We, too, have hope for the American people. We have hope that in the coming months people will start to become inoculated against COVID-19 — first healthcare workers and front line workers; then the elderly and other vulnerable citizens; along with essential workers like teachers and government employees; then bus drivers, garbage collectors, etc.; then those who most need the vaccine, be it children, those with compromised immune systems (once it’s figured out how they can do so safely), etc. Everyone should get the vaccine. Period. That’s what vaccines are for, to protect society during a pandemic. We need to make sure everyone is kept safe and healthy, as quickly as possible.

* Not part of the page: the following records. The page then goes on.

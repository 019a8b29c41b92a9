//! Storage abstraction trait
//!
//! This module defines the Storage trait that permanent storage backends must
//! implement. The processing pipeline works against the trait, so the local
//! filesystem backend can later be swapped for an object store or CDN origin
//! without touching the pipeline.

use async_trait::async_trait;
use thiserror::Error;

/// Storage operation errors
#[derive(Debug, Error)]
pub enum StorageError {
    #[error("Upload failed: {0}")]
    UploadFailed(String),

    #[error("Download failed: {0}")]
    DownloadFailed(String),

    #[error("Delete failed: {0}")]
    DeleteFailed(String),

    #[error("File not found: {0}")]
    NotFound(String),

    #[error("Invalid storage key: {0}")]
    InvalidKey(String),

    #[error("IO error: {0}")]
    IoError(#[from] std::io::Error),

    #[error("Configuration error: {0}")]
    ConfigError(String),
}

/// Result type for storage operations
pub type StorageResult<T> = Result<T, StorageError>;

/// Permanent storage abstraction.
///
/// The storage key is the backend-internal identifier for a file; the URL is
/// the public retrieval path built from the configured prefix.
#[async_trait]
pub trait Storage: Send + Sync {
    /// Write a processed file and return (storage_key, public_url).
    ///
    /// The destination directory is created if absent; creating it twice is
    /// not an error.
    async fn upload(
        &self,
        file_name: &str,
        content_type: &str,
        data: Vec<u8>,
    ) -> StorageResult<(String, String)>;

    /// Read a file by its storage key.
    async fn download(&self, storage_key: &str) -> StorageResult<Vec<u8>>;

    /// Delete a file by its storage key. Deleting a missing file is Ok.
    async fn delete(&self, storage_key: &str) -> StorageResult<()>;

    /// Check whether a file exists.
    async fn exists(&self, storage_key: &str) -> StorageResult<bool>;
}
//! Application initialization: storage, pipeline, and routes.

pub mod routes;
pub mod server;

use std::sync::Arc;

use anyhow::Result;
use axum::Router;
use imgpress_core::Config;
use imgpress_processing::ImagePipeline;
use imgpress_storage::{LocalStorage, Staging, Storage};

use crate::state::AppState;

/// Build the application state and router from configuration.
///
/// Both storage roots are created here if absent (idempotent), so the service
/// comes up cleanly on an empty filesystem.
pub async fn initialize_app(config: Config) -> Result<(Arc<AppState>, Router)> {
    let staging = Staging::new(&config.temp_storage_path).await?;

    let storage: Arc<dyn Storage> = Arc::new(
        LocalStorage::new(&config.media_storage_path, config.public_url_prefix.clone()).await?,
    );

    let pipeline = ImagePipeline::new(
        storage.clone(),
        config.resize_max_width,
        config.webp_quality,
    );

    let state = Arc::new(AppState {
        config: config.clone(),
        staging,
        storage,
        pipeline,
    });

    let router = routes::setup_routes(&config, state.clone())?;

    Ok((state, router))
}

Once our citizens are inoculated, once we have eradicated the coronavirus from our land, we, as a society, can refocus on the issues that brought us so much unrest in 2020. We can revisit topics like social justice and its impact on rural communities like ours. We can talk about police reform, and see if our local departments would benefit from new policies. We can discuss how to expand broadband services in the Harlem Valley and how to ensure residents in the region, especially students, have reliable access.
So instead of looking at 2020 as a year to rue, and rather than striking a match to last year’s calendar, why not instead consider 2020 as a year of learning, possibly of loss, but certainly one from which to move on with something gained? Perspective, perhaps, and now, with 2021 having arrived, new hope.